Task 2 RTT

If you look at the Rubric measures and identify the concepts from each, it should help you outline the paper.

The concepts you are writing about include:

(the order presented below is based upon the most current version; early versions may be organized slightly differently but the requirements for your papers content are the same)

  1. Root Cause Analysis: What is an RCA, identify from the scenario the errors and hazards. You are identifying the factors (errors and hazards) that led to the sentinel event.  Give an overview of the scenario then speak to the errors made and hazards contributing to the event.
  2. Once you have presented all the errors and hazards, propose one process change or intervention (that you can measure/or monitor during implementation, section C4), which addresses one (or more) that would reduce the likelihood of the same error.
    1. Present one change theory and describe it
    2. Give an example or two of what you might do to apply the components of the theory, to your plan, to improve the likelihood the staff impacted by the change will buy-in.
  3. FMEA: this section just applies to your intervention or change.  It is a process that looks at possible barriers or failures that could interfere with your plan if not considered.  FMEA is a proactive versus retrospective tool.
    1. For the major header it should be a summary of what FMEA is and once complete your plan/intervention or change in process will be more likely to be successful. Answer the question; How did the FMEA process prevent a plan failure?

C1.  Interdisciplinary team:  what staff or Departments will your plan impact.  Who needs to help define the new process steps?

C2.  Pre-steps or preparing for evaluating possible failures (modes):  This section asks you to identify/name what you as a leader would do to start looking at the possible failures.  The best reference is the FMEA tool in Week 3 of your COS and is attached.

C3. FMEA process:  Pick one possible reason your plan may fail and present and rank the severity, likelihood it would occur and how easily you could detect the failure.  Use the number ratings and explain how you would arrive at an rpn number and generally what you would do as a result, if you were to rate/rank every possible failure mode.

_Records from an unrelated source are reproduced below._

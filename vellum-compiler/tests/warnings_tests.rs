use std::sync::{Arc, Mutex};
use std::thread;

use pretty_assertions::assert_eq;
use vellum_compiler::{Child, Delimiters, ParseError, ParserOptions, Warning, parse};

#[test_log::test]
fn multiple_roots_warn_once_and_keep_first() {
    let out = parse("<div>a</div><p>b</p><span>c</span>", &ParserOptions::default()).unwrap();
    let multiple: Vec<_> = out
        .warnings
        .iter()
        .filter(|w| **w == Warning::MultipleRoots)
        .collect();
    assert_eq!(multiple.len(), 1);
    assert_eq!(out.template.root().unwrap().tag, "div");
    assert_eq!(out.template.root().unwrap().children.len(), 1);
}

#[test_log::test]
fn content_outside_root_is_dropped() {
    let out = parse("<div></div>tail", &ParserOptions::default()).unwrap();
    assert_eq!(
        out.warnings,
        vec![Warning::ContentOutsideElement {
            text: "tail".into()
        }]
    );
    assert!(out.template.root().unwrap().children.is_empty());
}

#[test_log::test]
fn executable_scripts_and_styles_are_forbidden() {
    for tpl in [
        "<div><script>var x=1;</script></div>",
        r#"<div><script type="text/javascript">var x=1;</script></div>"#,
        "<div><style>.a{}</style></div>",
    ] {
        let out = parse(tpl, &ParserOptions::default()).unwrap();
        let t = &out.template;
        assert!(t.root().unwrap().children.is_empty(), "{tpl}");
        assert!(t.iter().any(|(_, el)| el.forbidden), "{tpl}");
        assert!(
            matches!(out.warnings.as_slice(), [Warning::ForbiddenTag { .. }]),
            "{tpl}"
        );
    }
}

#[test_log::test]
fn template_scripts_are_allowed() {
    let out = parse(
        r#"<div><script type="text/x-template"><p>{{ a }}</p></script></div>"#,
        &ParserOptions::default(),
    )
    .unwrap();
    let t = &out.template;
    assert!(out.warnings.is_empty());
    let script_id = t.root().unwrap().children[0].element().unwrap();
    assert!(!t[script_id].forbidden);
    // the body is one text run, never tokenized into elements
    assert_eq!(t[script_id].children.len(), 1);
    assert!(!matches!(t[script_id].children[0], Child::Element { .. }));
}

#[test_log::test]
fn warn_handler_sees_every_warning() {
    let seen = Arc::new(Mutex::new(Vec::new()));
    let sink = Arc::clone(&seen);
    let options = ParserOptions::default().with_warn(move |w| {
        sink.lock().unwrap().push(w.to_string());
    });
    let out = parse(r#"<div id="a" id="b"></div><p></p>"#, &options).unwrap();
    let seen = seen.lock().unwrap();
    assert_eq!(seen.len(), out.warnings.len());
    assert_eq!(seen[0], "duplicate attribute: id");
    assert_eq!(
        seen[1],
        "Component template should contain exactly one root element."
    );
}

#[test_log::test]
fn empty_delimiters_are_rejected() {
    assert!(Delimiters::new("", "}}").is_err());
    let mut options = ParserOptions::default();
    options.delimiters = Some(Delimiters {
        open: "[[".into(),
        close: String::new(),
    });
    assert_eq!(
        parse("<div></div>", &options).unwrap_err(),
        ParseError::InvalidDelimiters {
            open: "[[".into(),
            close: String::new(),
        }
    );
}

#[test_log::test]
fn custom_delimiters_apply_to_text_and_attributes() {
    let options = ParserOptions::default().with_delimiters(Delimiters::new("[[", "]]").unwrap());
    let out = parse(r#"<div title="[[ t ]]">[[ a ]] {{ b }}</div>"#, &options).unwrap();
    let root = out.template.root().unwrap();
    let expression = root.children[0].expression().unwrap();
    assert_eq!(expression.bindings().count(), 1);
    assert_eq!(expression.bindings().next().unwrap().expression, "a");
    assert_eq!(out.warnings.len(), 1);
}

#[test_log::test]
fn concurrent_parses_share_options() {
    let options = Arc::new(ParserOptions::default().with_preserve_whitespace(false));
    let handles: Vec<_> = (0..4)
        .map(|i| {
            let options = Arc::clone(&options);
            thread::spawn(move || {
                let tpl = format!("<ul>{}</ul>", "<li>{{ x }}</li>\n".repeat(i + 1));
                let out = parse(&tpl, &options).unwrap();
                out.template.root().unwrap().children.len()
            })
        })
        .collect();
    let counts: Vec<_> = handles.into_iter().map(|h| h.join().unwrap()).collect();
    assert_eq!(counts, vec![1, 2, 3, 4]);
}
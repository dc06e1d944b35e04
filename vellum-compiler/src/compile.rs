//! The seam between the parser and the downstream stages. Neither stage ships
//! with this crate; callers plug in their own.

use crate::diagnostics::Warning;
use crate::error::ParseError;
use crate::options::ParserOptions;
use crate::template_ast::Template;
use crate::template_parse::parse;

/// Marks static subtrees. May set `is_static` / `static_root` but must not
/// add or remove nodes.
pub trait Optimizer {
    fn optimize(&self, template: &mut Template, options: &ParserOptions);
}

/// Turns an annotated tree into render instructions.
pub trait CodeGenerator {
    type Output;

    fn generate(&self, template: &Template, options: &ParserOptions) -> Self::Output;
}

#[derive(Debug, Clone, PartialEq)]
pub struct Compiled<T> {
    pub output: T,
    pub warnings: Vec<Warning>,
}

/// Trims `source`, parses it, then runs `optimizer` and `generator` over the
/// result.
pub fn compile<O, G>(
    source: &str,
    options: &ParserOptions,
    optimizer: &O,
    generator: &G,
) -> Result<Compiled<G::Output>, ParseError>
where
    O: Optimizer + ?Sized,
    G: CodeGenerator + ?Sized,
{
    let parsed = parse(source.trim(), options)?;
    let mut template = parsed.template;
    optimizer.optimize(&mut template, options);
    Ok(Compiled {
        output: generator.generate(&template, options),
        warnings: parsed.warnings,
    })
}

C4  Testing Interventions:  Propose a specific interval evaluation plan or pilot to continuously monitor whether your plan is working and leading to fewer errors.  How many events will you include, who will do it,  what data could you use, over what period of time would the trial last.  There is a lot of information in the QI modules about this.  One example is the PDSA process where “s” is study or testing the intervention.

  1. How can professional nurses contribute to QI processes? Why is this an important leadership role for professional nurses.
    1. The Cherry text has a great overview of this concept as does IHI in general, as to why QI has become so important.
    2. Another site to check out is the ANA website, search NDNQI to read about this survey and how many nurses are involved in QI and research related patient safety and improving patient outcomes.